EXERCISE AIM — Your output is one number, the count of lines in the listing below that hold the word "type".

+++

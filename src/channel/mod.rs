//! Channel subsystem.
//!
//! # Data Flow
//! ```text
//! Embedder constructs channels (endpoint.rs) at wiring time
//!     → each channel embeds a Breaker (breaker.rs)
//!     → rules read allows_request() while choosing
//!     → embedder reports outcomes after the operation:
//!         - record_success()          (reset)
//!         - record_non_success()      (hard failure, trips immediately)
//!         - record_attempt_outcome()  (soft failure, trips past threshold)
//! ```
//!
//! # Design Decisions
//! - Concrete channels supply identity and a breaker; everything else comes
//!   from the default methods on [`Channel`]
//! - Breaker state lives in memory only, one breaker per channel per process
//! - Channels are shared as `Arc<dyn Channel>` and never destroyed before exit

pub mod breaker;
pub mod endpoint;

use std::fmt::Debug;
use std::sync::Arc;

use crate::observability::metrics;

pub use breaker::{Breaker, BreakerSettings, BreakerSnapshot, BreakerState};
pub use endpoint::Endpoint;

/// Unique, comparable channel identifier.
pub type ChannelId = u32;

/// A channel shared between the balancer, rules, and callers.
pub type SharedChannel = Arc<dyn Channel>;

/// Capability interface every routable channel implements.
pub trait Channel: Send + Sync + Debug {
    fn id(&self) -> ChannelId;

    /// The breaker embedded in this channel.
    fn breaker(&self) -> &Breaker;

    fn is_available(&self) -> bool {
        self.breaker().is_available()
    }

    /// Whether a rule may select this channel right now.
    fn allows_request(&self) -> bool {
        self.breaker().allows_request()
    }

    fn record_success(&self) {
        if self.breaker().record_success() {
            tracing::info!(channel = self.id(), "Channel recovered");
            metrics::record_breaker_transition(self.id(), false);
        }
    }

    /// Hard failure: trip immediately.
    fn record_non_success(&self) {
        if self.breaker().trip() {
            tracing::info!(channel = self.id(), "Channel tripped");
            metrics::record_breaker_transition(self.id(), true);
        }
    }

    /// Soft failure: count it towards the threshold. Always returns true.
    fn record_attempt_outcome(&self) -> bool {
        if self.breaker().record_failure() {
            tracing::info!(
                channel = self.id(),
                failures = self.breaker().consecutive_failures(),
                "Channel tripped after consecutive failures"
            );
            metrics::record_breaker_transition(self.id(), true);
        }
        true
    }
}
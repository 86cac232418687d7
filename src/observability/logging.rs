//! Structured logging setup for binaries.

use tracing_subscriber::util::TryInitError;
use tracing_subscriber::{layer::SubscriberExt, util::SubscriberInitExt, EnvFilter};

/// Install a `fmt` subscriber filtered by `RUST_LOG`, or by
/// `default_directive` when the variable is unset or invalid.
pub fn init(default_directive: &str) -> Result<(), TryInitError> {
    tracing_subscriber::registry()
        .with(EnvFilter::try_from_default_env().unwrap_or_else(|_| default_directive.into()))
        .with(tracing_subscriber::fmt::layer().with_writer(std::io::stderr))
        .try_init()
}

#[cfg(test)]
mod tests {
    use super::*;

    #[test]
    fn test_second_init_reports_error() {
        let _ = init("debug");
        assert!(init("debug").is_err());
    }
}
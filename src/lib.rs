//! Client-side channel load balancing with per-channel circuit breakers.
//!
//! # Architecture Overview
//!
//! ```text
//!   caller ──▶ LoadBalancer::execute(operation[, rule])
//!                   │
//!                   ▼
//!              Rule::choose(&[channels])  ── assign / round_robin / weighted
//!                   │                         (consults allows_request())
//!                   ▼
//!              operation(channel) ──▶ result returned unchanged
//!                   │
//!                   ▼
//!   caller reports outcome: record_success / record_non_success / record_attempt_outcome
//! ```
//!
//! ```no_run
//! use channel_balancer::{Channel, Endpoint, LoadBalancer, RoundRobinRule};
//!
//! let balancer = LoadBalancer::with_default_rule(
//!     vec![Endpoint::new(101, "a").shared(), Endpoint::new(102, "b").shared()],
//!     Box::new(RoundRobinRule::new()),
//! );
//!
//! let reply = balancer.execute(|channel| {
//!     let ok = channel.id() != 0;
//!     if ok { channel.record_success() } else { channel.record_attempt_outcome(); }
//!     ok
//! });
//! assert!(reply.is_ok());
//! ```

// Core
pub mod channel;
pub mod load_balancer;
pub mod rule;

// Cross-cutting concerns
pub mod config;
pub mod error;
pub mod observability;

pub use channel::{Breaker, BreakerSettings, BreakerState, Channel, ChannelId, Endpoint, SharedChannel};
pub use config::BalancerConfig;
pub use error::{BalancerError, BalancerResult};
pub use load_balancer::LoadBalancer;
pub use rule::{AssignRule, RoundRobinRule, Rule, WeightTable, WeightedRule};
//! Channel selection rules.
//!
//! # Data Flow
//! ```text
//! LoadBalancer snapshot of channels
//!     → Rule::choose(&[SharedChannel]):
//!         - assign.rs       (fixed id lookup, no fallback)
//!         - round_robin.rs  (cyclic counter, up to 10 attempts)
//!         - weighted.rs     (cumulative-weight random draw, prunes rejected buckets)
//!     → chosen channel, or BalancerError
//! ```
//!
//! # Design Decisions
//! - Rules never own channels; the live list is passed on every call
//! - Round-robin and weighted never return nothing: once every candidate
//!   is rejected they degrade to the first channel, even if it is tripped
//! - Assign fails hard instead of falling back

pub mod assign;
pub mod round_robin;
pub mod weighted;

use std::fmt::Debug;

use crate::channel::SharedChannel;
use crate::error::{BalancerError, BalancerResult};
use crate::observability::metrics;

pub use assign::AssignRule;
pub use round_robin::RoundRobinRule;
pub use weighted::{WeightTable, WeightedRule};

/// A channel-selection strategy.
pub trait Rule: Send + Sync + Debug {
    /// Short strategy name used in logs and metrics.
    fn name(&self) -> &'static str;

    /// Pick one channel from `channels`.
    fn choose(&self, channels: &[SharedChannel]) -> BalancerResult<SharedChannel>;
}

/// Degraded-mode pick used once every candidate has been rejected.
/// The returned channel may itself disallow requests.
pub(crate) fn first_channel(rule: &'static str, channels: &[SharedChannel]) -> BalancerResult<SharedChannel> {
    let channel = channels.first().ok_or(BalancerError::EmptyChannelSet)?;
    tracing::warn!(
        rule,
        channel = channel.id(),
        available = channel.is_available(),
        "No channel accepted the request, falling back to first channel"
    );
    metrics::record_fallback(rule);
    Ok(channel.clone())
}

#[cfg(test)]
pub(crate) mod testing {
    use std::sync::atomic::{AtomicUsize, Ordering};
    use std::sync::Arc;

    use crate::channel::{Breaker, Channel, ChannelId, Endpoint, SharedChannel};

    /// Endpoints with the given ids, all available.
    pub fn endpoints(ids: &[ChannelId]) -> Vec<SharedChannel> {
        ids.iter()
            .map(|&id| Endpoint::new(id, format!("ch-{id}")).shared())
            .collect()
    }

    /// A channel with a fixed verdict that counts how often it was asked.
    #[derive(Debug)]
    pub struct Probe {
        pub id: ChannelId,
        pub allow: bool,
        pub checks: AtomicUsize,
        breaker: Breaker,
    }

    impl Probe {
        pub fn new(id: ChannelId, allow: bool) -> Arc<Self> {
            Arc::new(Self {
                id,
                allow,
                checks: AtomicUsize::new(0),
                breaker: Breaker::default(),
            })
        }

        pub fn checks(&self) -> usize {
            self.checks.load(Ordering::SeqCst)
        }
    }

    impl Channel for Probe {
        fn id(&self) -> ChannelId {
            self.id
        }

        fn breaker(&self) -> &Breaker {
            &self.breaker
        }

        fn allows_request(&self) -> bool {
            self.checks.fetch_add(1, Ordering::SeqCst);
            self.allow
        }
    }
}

+++

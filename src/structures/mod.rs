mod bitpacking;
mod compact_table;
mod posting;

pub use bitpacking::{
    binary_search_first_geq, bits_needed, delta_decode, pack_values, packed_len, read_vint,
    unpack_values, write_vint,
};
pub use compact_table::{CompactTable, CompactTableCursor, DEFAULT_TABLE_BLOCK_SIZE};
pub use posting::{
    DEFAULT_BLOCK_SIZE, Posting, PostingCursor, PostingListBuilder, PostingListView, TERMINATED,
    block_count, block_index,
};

+++

RESPONSE AREA — 2